Local media are speculating that the government is facing financial collapse following a Cabinet-approved Public Debt Management Office (PDMO) plan to borrow an additional 214 billion baht to finance a potentially larger budget deficit than expected.

PDMO director-general Patricia Mongkhonvanit on Thursday said the government has adequate treasury reserves but admitted it needs to borrow more in case revenue falls further than estimated.

The national budget passed for fiscal year 2020 totals 3.2 trillion baht. To plug the gap left by a projected shortfall in revenue, the government originally planned to borrow 469 billion baht. However, the budget bill allows the government to borrow as much as 680 billion baht to cover the deficit, meaning another 214 billion baht can be borrowed, Patricia noted.

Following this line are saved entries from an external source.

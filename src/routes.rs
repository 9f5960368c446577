use std::sync::Arc;

use axum::{
    body::Bytes,
    extract::{Path, State},
    http::StatusCode,
    routing::{get, post},
    Json,
    Router,
};
use data_model::{DestroyReason, RequestId, TelemetryPayload, TelemetryUpdate, VmId};
use processor::RequestScheduler;
use state_store::FleetState;
use thopter_utils::{ModeController, OperatingMode};
use tracing::info;
use utoipa::OpenApi;

use crate::{
    config::ServerConfig,
    http_objects::{
        CreateProvisionRequest,
        DestroyRequestList,
        DestroyRequestView,
        DestroyVm,
        FleetAPIError,
        FleetList,
        FleetVm,
        GoldenTemplate,
        GoldenTemplateList,
        Mode,
        Orphan,
        ProvisionRequestList,
        ProvisionRequestView,
        RequestInfo,
        Session,
        TelemetryAck,
        Trigger,
    },
};

#[derive(OpenApi)]
#[openapi(
        paths(
            health,
            ingest_telemetry,
            list_fleet,
            get_vm,
            destroy_vm,
            list_templates,
            list_provision_requests,
            get_provision_request,
            create_provision_request,
            list_destroy_requests,
            get_destroy_request,
            get_mode,
            set_mode,
        ),
        components(
            schemas(
                FleetAPIError,
                FleetVm,
                FleetList,
                Session,
                Trigger,
                Orphan,
                GoldenTemplate,
                GoldenTemplateList,
                RequestInfo,
                ProvisionRequestView,
                ProvisionRequestList,
                DestroyRequestView,
                DestroyRequestList,
                CreateProvisionRequest,
                DestroyVm,
                TelemetryAck,
                Mode,
            )
        ),
        tags(
            (name = "thopter", description = "Thopter fleet API")
        )
    )]
pub struct ApiDoc;

#[derive(Clone)]
pub struct RouteState {
    pub fleet_state: Arc<FleetState>,
    pub scheduler: Arc<RequestScheduler>,
    pub mode: ModeController,
    pub config: Arc<ServerConfig>,
}

pub fn create_routes(route_state: RouteState) -> Router {
    Router::new()
        .route("/health", get(health))
        .route("/internal/telemetry", post(ingest_telemetry))
        .route("/fleet", get(list_fleet))
        .route("/fleet/{id}", get(get_vm))
        .route("/fleet/{id}/destroy", post(destroy_vm))
        .route("/templates", get(list_templates))
        .route(
            "/requests/provision",
            get(list_provision_requests).post(create_provision_request),
        )
        .route("/requests/provision/{id}", get(get_provision_request))
        .route("/requests/destroy", get(list_destroy_requests))
        .route("/requests/destroy/{id}", get(get_destroy_request))
        .route("/mode", get(get_mode).put(set_mode))
        .route("/docs/openapi.json", get(openapi))
        .with_state(route_state)
}

async fn openapi() -> Json<utoipa::openapi::OpenApi> {
    Json(ApiDoc::openapi())
}

#[utoipa::path(
    get,
    path = "/health",
    tag = "operations",
    responses(
        (status = 200, description = "Server is up"),
    ),
)]
async fn health() -> &'static str {
    "ok"
}

/// Session report from the observer inside a VM
#[utoipa::path(
    post,
    path = "/internal/telemetry",
    tag = "operations",
    request_body(content = Object, content_type = "application/json"),
    responses(
        (status = 202, description = "Report accepted", body = TelemetryAck),
        (status = BAD_REQUEST, description = "Malformed report")
    ),
)]
async fn ingest_telemetry(
    State(state): State<RouteState>,
    body: Bytes,
) -> Result<(StatusCode, Json<TelemetryAck>), FleetAPIError> {
    let payload: TelemetryPayload = serde_json::from_slice(&body)?;
    let update = TelemetryUpdate::try_from(payload)?;
    let route = state.fleet_state.update_from_telemetry(update).await;
    Ok((StatusCode::ACCEPTED, Json(route.into())))
}

fn fleet_vm(state: &RouteState, record: data_model::FleetRecord) -> FleetVm {
    let orphan = state.fleet_state.orphan_status(&record);
    FleetVm::from_record(record, orphan, state.config.fleet.terminal_base_url.as_deref())
}

#[utoipa::path(
    get,
    path = "/fleet",
    tag = "operations",
    responses(
        (status = 200, description = "All fleet VMs", body = FleetList),
    ),
)]
async fn list_fleet(State(state): State<RouteState>) -> Json<FleetList> {
    let vms = state
        .fleet_state
        .get_all()
        .await
        .into_iter()
        .map(|record| fleet_vm(&state, record))
        .collect();
    Json(FleetList { vms })
}

#[utoipa::path(
    get,
    path = "/fleet/{id}",
    params(("id" = String, Path, description = "VM id")),
    tag = "operations",
    responses(
        (status = 200, description = "One fleet VM", body = FleetVm),
        (status = NOT_FOUND, description = "Unknown VM")
    ),
)]
async fn get_vm(
    State(state): State<RouteState>,
    Path(id): Path<String>,
) -> Result<Json<FleetVm>, FleetAPIError> {
    let record = state
        .fleet_state
        .get_by_id(&VmId::from(id.as_str()))
        .await
        .ok_or_else(|| FleetAPIError::not_found(&format!("vm {} not found", id)))?;
    Ok(Json(fleet_vm(&state, record)))
}

/// Request destruction of a fleet VM
#[utoipa::path(
    post,
    path = "/fleet/{id}/destroy",
    params(("id" = String, Path, description = "VM id")),
    request_body = DestroyVm,
    tag = "operations",
    responses(
        (status = 202, description = "Destroy request queued", body = DestroyRequestView),
        (status = BAD_REQUEST, description = "Invalid reason"),
        (status = NOT_FOUND, description = "Unknown VM")
    ),
)]
async fn destroy_vm(
    State(state): State<RouteState>,
    Path(id): Path<String>,
    body: Bytes,
) -> Result<(StatusCode, Json<DestroyRequestView>), FleetAPIError> {
    let body: DestroyVm = if body.is_empty() {
        DestroyVm::default()
    } else {
        serde_json::from_slice(&body)?
    };
    let reason = match body.reason.as_deref() {
        None => DestroyReason::Requested,
        Some(reason) => reason
            .parse::<DestroyReason>()
            .map_err(|_| FleetAPIError::bad_request(&format!("unknown reason: {}", reason)))?,
    };
    let request = state
        .scheduler
        .create_destroy_request(VmId::from(id), reason, body.detail)
        .await?;
    Ok((StatusCode::ACCEPTED, Json(request.into())))
}

#[utoipa::path(
    get,
    path = "/templates",
    tag = "operations",
    responses(
        (status = 200, description = "Golden template VMs", body = GoldenTemplateList),
    ),
)]
async fn list_templates(State(state): State<RouteState>) -> Json<GoldenTemplateList> {
    let templates = state
        .fleet_state
        .golden_templates()
        .await
        .into_iter()
        .map(GoldenTemplate::from)
        .collect();
    Json(GoldenTemplateList { templates })
}

#[utoipa::path(
    get,
    path = "/requests/provision",
    tag = "operations",
    responses(
        (status = 200, description = "Provision requests by status", body = ProvisionRequestList),
    ),
)]
async fn list_provision_requests(State(state): State<RouteState>) -> Json<ProvisionRequestList> {
    Json(state.scheduler.list_provision_requests().await.into())
}

#[utoipa::path(
    get,
    path = "/requests/provision/{id}",
    params(("id" = String, Path, description = "Request id")),
    tag = "operations",
    responses(
        (status = 200, description = "One provision request", body = ProvisionRequestView),
        (status = NOT_FOUND, description = "Unknown or expired request")
    ),
)]
async fn get_provision_request(
    State(state): State<RouteState>,
    Path(id): Path<String>,
) -> Result<Json<ProvisionRequestView>, FleetAPIError> {
    state
        .scheduler
        .get_provision_request(&RequestId::from(id.as_str()))
        .await
        .map(|request| Json(request.into()))
        .ok_or_else(|| FleetAPIError::not_found(&format!("request {} not found", id)))
}

/// Queue a provision request by hand
#[utoipa::path(
    post,
    path = "/requests/provision",
    request_body = CreateProvisionRequest,
    tag = "operations",
    responses(
        (status = 202, description = "Provision request queued", body = ProvisionRequestView),
        (status = BAD_REQUEST, description = "Invalid request")
    ),
)]
async fn create_provision_request(
    State(state): State<RouteState>,
    body: Bytes,
) -> Result<(StatusCode, Json<ProvisionRequestView>), FleetAPIError> {
    let body: CreateProvisionRequest = serde_json::from_slice(&body)?;
    let request = state
        .scheduler
        .create_provision_request(body.repository, body.template, body.prompt, None)
        .await?;
    Ok((StatusCode::ACCEPTED, Json(request.into())))
}

#[utoipa::path(
    get,
    path = "/requests/destroy",
    tag = "operations",
    responses(
        (status = 200, description = "Destroy requests by status", body = DestroyRequestList),
    ),
)]
async fn list_destroy_requests(State(state): State<RouteState>) -> Json<DestroyRequestList> {
    Json(state.scheduler.list_destroy_requests().await.into())
}

#[utoipa::path(
    get,
    path = "/requests/destroy/{id}",
    params(("id" = String, Path, description = "Request id")),
    tag = "operations",
    responses(
        (status = 200, description = "One destroy request", body = DestroyRequestView),
        (status = NOT_FOUND, description = "Unknown or expired request")
    ),
)]
async fn get_destroy_request(
    State(state): State<RouteState>,
    Path(id): Path<String>,
) -> Result<Json<DestroyRequestView>, FleetAPIError> {
    state
        .scheduler
        .get_destroy_request(&RequestId::from(id.as_str()))
        .await
        .map(|request| Json(request.into()))
        .ok_or_else(|| FleetAPIError::not_found(&format!("request {} not found", id)))
}

#[utoipa::path(
    get,
    path = "/mode",
    tag = "operations",
    responses(
        (status = 200, description = "Current operating mode", body = Mode),
    ),
)]
async fn get_mode(State(state): State<RouteState>) -> Json<Mode> {
    Json(state.mode.current().into())
}

/// Pause or resume the fleet loops
#[utoipa::path(
    put,
    path = "/mode",
    request_body = Mode,
    tag = "operations",
    responses(
        (status = 200, description = "Mode changed", body = Mode),
        (status = BAD_REQUEST, description = "Only running and paused can be set"),
        (status = CONFLICT, description = "Transition not allowed from the current mode")
    ),
)]
async fn set_mode(
    State(state): State<RouteState>,
    body: Bytes,
) -> Result<Json<Mode>, FleetAPIError> {
    let body: Mode = serde_json::from_slice(&body)?;
    let next = match body.mode.parse::<OperatingMode>() {
        Ok(next @ (OperatingMode::Running | OperatingMode::Paused)) => next,
        _ => {
            return Err(FleetAPIError::bad_request(&format!(
                "mode must be running or paused, got {}",
                body.mode
            )))
        }
    };
    state.mode.transition(next)?;
    info!(mode = %next, "operating mode set through the api");
    Ok(Json(state.mode.current().into()))
}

If the government borrows the full 680 billion baht, public debt will rise to 52.4 per cent of gross domestic product (GDP), up from the current 45.83 per cent, she said.

Public debt is expected to rise further to 57.8 per cent of GDP in the 2021 fiscal year (October 2020 to September 2021). The ministry has set the sustainable public debt limit at 60 per cent of GDP.

She said: “It is too early to say whether we’ll need to raise the limit beyond 60 per cent of GDP because [sustainability of] debt levels depend on changing economic conditions.”

By global standards, Thailand’s public debt is still relatively manageable, given debt in some countries is above 100 per cent of GDP.

Economists have been urging the Thai government to spend more to boost the economy and help workers and small businesses suffering the impact of Covid-19.

However, Thai public debt is under strong pressure from the sharp economic contraction and high cost of dealing with coronavirus fallout.

Patricia said the government also plans to borrow one trillion baht under the Covid-19 recovery emergency decree.

Part of that total is $1.5 billion (48 billion baht) from the ADB, the contract for which will be signed by the ministry late this month or early next month, she said.